══ GIVEN INFORMATION ══

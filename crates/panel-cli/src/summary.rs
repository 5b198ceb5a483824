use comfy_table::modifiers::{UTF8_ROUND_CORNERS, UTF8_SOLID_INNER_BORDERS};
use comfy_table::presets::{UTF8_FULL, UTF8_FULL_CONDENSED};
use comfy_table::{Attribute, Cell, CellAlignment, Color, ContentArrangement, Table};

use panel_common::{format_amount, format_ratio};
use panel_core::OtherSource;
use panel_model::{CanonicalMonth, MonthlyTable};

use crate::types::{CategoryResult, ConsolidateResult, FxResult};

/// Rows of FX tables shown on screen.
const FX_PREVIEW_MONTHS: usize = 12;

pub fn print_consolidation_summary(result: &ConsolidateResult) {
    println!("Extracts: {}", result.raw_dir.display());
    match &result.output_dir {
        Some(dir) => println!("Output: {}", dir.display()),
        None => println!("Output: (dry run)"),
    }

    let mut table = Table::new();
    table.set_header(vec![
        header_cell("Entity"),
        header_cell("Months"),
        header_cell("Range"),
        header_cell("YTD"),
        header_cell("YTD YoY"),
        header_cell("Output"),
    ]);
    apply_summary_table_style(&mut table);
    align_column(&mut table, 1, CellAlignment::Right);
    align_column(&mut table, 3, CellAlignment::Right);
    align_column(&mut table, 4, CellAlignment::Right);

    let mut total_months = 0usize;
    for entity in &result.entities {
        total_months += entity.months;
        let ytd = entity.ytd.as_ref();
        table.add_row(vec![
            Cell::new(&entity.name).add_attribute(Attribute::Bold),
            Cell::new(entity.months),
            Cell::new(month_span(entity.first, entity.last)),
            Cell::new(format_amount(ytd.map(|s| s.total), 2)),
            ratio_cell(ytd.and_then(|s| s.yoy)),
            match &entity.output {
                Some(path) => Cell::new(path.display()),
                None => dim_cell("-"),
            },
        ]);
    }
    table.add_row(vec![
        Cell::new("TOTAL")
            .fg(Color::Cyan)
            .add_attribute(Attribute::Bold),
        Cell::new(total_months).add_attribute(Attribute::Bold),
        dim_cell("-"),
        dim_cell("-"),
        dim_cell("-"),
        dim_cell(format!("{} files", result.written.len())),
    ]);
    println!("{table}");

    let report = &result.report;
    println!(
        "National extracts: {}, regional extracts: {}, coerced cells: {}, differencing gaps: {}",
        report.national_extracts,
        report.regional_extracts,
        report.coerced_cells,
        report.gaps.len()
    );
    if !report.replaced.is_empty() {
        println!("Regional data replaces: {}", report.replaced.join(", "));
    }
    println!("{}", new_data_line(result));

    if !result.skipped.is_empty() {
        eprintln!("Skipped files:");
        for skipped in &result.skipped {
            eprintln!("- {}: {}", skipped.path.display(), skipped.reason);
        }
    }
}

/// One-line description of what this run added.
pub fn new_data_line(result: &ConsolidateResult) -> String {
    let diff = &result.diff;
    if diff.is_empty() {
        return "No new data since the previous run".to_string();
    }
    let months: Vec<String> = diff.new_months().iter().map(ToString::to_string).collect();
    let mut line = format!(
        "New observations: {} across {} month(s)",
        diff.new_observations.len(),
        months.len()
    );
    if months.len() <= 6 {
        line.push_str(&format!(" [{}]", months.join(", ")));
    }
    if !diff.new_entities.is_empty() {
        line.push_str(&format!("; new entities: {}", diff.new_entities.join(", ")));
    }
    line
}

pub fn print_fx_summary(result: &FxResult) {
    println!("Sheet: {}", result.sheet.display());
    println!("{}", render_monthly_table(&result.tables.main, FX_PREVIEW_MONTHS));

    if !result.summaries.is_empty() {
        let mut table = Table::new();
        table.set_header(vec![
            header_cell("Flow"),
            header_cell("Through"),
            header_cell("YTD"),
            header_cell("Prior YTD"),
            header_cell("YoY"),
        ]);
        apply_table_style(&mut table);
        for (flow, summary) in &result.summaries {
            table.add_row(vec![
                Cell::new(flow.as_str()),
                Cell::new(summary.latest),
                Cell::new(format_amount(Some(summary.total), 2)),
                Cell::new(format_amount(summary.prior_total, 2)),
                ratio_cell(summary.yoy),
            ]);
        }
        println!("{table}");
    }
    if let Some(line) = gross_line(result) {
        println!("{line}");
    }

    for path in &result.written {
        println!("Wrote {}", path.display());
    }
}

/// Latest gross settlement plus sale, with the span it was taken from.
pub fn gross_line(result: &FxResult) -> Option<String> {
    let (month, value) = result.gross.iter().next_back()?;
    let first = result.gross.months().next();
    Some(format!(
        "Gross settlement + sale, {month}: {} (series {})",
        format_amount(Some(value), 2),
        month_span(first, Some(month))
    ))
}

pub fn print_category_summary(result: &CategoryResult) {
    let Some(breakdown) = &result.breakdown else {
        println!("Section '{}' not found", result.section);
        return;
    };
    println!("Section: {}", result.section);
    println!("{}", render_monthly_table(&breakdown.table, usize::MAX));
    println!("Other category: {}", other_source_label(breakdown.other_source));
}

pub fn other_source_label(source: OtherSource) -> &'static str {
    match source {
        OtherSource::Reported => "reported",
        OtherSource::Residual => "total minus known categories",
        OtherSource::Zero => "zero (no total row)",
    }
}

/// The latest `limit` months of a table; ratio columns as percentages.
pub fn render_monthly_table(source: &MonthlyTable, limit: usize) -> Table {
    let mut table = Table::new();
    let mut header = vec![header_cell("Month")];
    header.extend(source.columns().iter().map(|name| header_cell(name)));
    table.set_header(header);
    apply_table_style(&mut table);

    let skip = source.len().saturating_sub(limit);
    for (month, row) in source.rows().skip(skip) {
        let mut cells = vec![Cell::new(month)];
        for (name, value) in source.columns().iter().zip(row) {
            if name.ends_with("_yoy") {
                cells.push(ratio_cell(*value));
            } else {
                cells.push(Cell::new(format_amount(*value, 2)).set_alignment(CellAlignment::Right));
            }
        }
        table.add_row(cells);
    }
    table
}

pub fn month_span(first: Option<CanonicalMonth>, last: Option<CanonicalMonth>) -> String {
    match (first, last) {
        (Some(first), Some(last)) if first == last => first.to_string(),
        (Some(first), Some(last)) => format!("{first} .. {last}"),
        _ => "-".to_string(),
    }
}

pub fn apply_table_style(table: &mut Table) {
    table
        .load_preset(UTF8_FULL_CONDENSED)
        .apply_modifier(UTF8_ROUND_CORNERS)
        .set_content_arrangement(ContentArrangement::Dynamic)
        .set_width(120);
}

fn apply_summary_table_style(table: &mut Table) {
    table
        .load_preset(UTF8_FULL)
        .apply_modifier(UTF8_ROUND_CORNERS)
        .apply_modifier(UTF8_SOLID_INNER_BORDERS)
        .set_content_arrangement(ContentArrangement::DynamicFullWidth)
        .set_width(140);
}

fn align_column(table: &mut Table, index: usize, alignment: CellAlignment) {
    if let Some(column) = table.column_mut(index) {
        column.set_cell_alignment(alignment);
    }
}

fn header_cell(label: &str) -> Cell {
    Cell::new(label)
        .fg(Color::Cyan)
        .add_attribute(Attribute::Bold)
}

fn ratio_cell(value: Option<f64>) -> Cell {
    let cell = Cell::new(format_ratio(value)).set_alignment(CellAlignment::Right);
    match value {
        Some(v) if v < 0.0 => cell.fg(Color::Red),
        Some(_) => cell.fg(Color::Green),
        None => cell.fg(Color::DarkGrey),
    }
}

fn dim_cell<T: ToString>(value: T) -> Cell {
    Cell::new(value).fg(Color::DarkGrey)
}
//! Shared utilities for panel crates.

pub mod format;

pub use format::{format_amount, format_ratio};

═══

### TRY IT
Reproduce the records in full, exactly as written.

### WRITTEN ANSWER
filename crates/panel-cli/src/summary.rs
repository 5b198ceb5a483824
use comfy_table::modifiers::{UTF8_ROUND_CORNERS, UTF8_SOLID_INNER_BORDERS};
use comfy_table::presets::{UTF8_FULL, UTF8_FULL_CONDENSED};
use comfy_table::{Attribute, Cell, CellAlignment, Color, ContentArrangement, Table};

use panel_common::{format_amount, format_ratio};
use panel_core::OtherSource;
use panel_model::{CanonicalMonth, MonthlyTable};

use crate::types::{CategoryResult, ConsolidateResult, FxResult};

/// Rows of FX tables shown on screen.
const FX_PREVIEW_MONTHS: usize = 12;

pub fn print_consolidation_summary(result: &ConsolidateResult) {
    println!("Extracts: {}", result.raw_dir.display());
    match &result.output_dir {
        Some(dir) => println!("Output: {}", dir.display()),
        None => println!("Output: (dry run)"),
    }

    let mut table = Table::new();
    table.set_header(vec![
        header_cell("Entity"),
        header_cell("Months"),
        header_cell("Range"),
        header_cell("YTD"),
        header_cell("YTD YoY"),
        header_cell("Output"),
    ]);
    apply_summary_table_style(&mut table);
    align_column(&mut table, 1, CellAlignment::Right);
    align_column(&mut table, 3, CellAlignment::Right);
    align_column(&mut table, 4, CellAlignment::Right);

    let mut total_months = 0usize;
    for entity in &result.entities {
        total_months += entity.months;
        let ytd = entity.ytd.as_ref();
        table.add_row(vec![
            Cell::new(&entity.name).add_attribute(Attribute::Bold),
            Cell::new(entity.months),
            Cell::new(month_span(entity.first, entity.last)),
            Cell::new(format_amount(ytd.map(|s| s.total), 2)),
            ratio_cell(ytd.and_then(|s| s.yoy)),
            match &entity.output {
                Some(path) => Cell::new(path.display()),
                None => dim_cell("-"),
            },
        ]);
    }
    table.add_row(vec![
        Cell::new("TOTAL")
            .fg(Color::Cyan)
            .add_attribute(Attribute::Bold),
        Cell::new(total_months).add_attribute(Attribute::Bold),
        dim_cell("-"),
        dim_cell("-"),
        dim_cell("-"),
        dim_cell(format!("{} files", result.written.len())),
    ]);
    println!("{table}");

    let report = &result.report;
    println!(
        "National extracts: {}, regional extracts: {}, coerced cells: {}, differencing gaps: {}",
        report.national_extracts,
        report.regional_extracts,
        report.coerced_cells,
        report.gaps.len()
    );
    if !report.replaced.is_empty() {
        println!("Regional data replaces: {}", report.replaced.join(", "));
    }
    println!("{}", new_data_line(result));

    if !result.skipped.is_empty() {
        eprintln!("Skipped files:");
        for skipped in &result.skipped {
            eprintln!("- {}: {}", skipped.path.display(), skipped.reason);
        }
    }
}

/// One-line description of what this run added.
pub fn new_data_line(result: &ConsolidateResult) -> String {
    let diff = &result.diff;
    if diff.is_empty() {
        return "No new data since the previous run".to_string();
    }
    let months: Vec<String> = diff.new_months().iter().map(ToString::to_string).collect();
    let mut line = format!(
        "New observations: {} across {} month(s)",
        diff.new_observations.len(),
        months.len()
    );
    if months.len() <= 6 {
        line.push_str(&format!(" [{}]", months.join(", ")));
    }
    if !diff.new_entities.is_empty() {
        line.push_str(&format!("; new entities: {}", diff.new_entities.join(", ")));
    }
    line
}

pub fn print_fx_summary(result: &FxResult) {
    println!("Sheet: {}", result.sheet.display());
    println!("{}", render_monthly_table(&result.tables.main, FX_PREVIEW_MONTHS));

    if !result.summaries.is_empty() {
        let mut table = Table::new();
        table.set_header(vec![
            header_cell("Flow"),
            header_cell("Through"),
            header_cell("YTD"),
            header_cell("Prior YTD"),
            header_cell("YoY"),
        ]);
        apply_table_style(&mut table);
        for (flow, summary) in &result.summaries {
            table.add_row(vec![
                Cell::new(flow.as_str()),
                Cell::new(summary.latest),
                Cell::new(format_amount(Some(summary.total), 2)),
                Cell::new(format_amount(summary.prior_total, 2)),
                ratio_cell(summary.yoy),
            ]);
        }
        println!("{table}");
    }
    if let Some(line) = gross_line(result) {
        println!("{line}");
    }

    for path in &result.written {
        println!("Wrote {}", path.display());
    }
}

/// Latest gross settlement plus sale, with the span it was taken from.
pub fn gross_line(result: &FxResult) -> Option<String> {
    let (month, value) = result.gross.iter().next_back()?;
    let first = result.gross.months().next();
    Some(format!(
        "Gross settlement + sale, {month}: {} (series {})",
        format_amount(Some(value), 2),
        month_span(first, Some(month))
    ))
}

pub fn print_category_summary(result: &CategoryResult) {
    let Some(breakdown) = &result.breakdown else {
        println!("Section '{}' not found", result.section);
        return;
    };
    println!("Section: {}", result.section);
    println!("{}", render_monthly_table(&breakdown.table, usize::MAX));
    println!("Other category: {}", other_source_label(breakdown.other_source));
}

pub fn other_source_label(source: OtherSource) -> &'static str {
    match source {
        OtherSource::Reported => "reported",
        OtherSource::Residual => "total minus known categories",
        OtherSource::Zero => "zero (no total row)",
    }
}

/// The latest `limit` months of a table; ratio columns as percentages.
pub fn render_monthly_table(source: &MonthlyTable, limit: usize) -> Table {
    let mut table = Table::new();
    let mut header = vec![header_cell("Month")];
    header.extend(source.columns().iter().map(|name| header_cell(name)));
    table.set_header(header);
    apply_table_style(&mut table);

    let skip = source.len().saturating_sub(limit);
    for (month, row) in source.rows().skip(skip) {
        let mut cells = vec![Cell::new(month)];
        for (name, value) in source.columns().iter().zip(row) {
            if name.ends_with("_yoy") {
                cells.push(ratio_cell(*value));
            } else {
                cells.push(Cell::new(format_amount(*value, 2)).set_alignment(CellAlignment::Right));
            }
        }
        table.add_row(cells);
    }
    table
}

pub fn month_span(first: Option<CanonicalMonth>, last: Option<CanonicalMonth>) -> String {
    match (first, last) {
        (Some(first), Some(last)) if first == last => first.to_string(),
        (Some(first), Some(last)) => format!("{first} .. {last}"),
        _ => "-".to_string(),
    }
}

pub fn apply_table_style(table: &mut Table) {
    table
        .load_preset(UTF8_FULL_CONDENSED)
        .apply_modifier(UTF8_ROUND_CORNERS)
        .set_content_arrangement(ContentArrangement::Dynamic)
        .set_width(120);
}

fn apply_summary_table_style(table: &mut Table) {
    table
        .load_preset(UTF8_FULL)
        .apply_modifier(UTF8_ROUND_CORNERS)
        .apply_modifier(UTF8_SOLID_INNER_BORDERS)
        .set_content_arrangement(ContentArrangement::DynamicFullWidth)
        .set_width(140);
}

fn align_column(table: &mut Table, index: usize, alignment: CellAlignment) {
    if let Some(column) = table.column_mut(index) {
        column.set_cell_alignment(alignment);
    }
}

fn header_cell(label: &str) -> Cell {
    Cell::new(label)
        .fg(Color::Cyan)
        .add_attribute(Attribute::Bold)
}

fn ratio_cell(value: Option<f64>) -> Cell {
    let cell = Cell::new(format_ratio(value)).set_alignment(CellAlignment::Right);
    match value {
        Some(v) if v < 0.0 => cell.fg(Color::Red),
        Some(_) => cell.fg(Color::Green),
        None => cell.fg(Color::DarkGrey),
    }
}

fn dim_cell<T: ToString>(value: T) -> Cell {
    Cell::new(value).fg(Color::DarkGrey)
}
//! Shared utilities for panel crates.

pub mod format;

pub use format::{format_amount, format_ratio};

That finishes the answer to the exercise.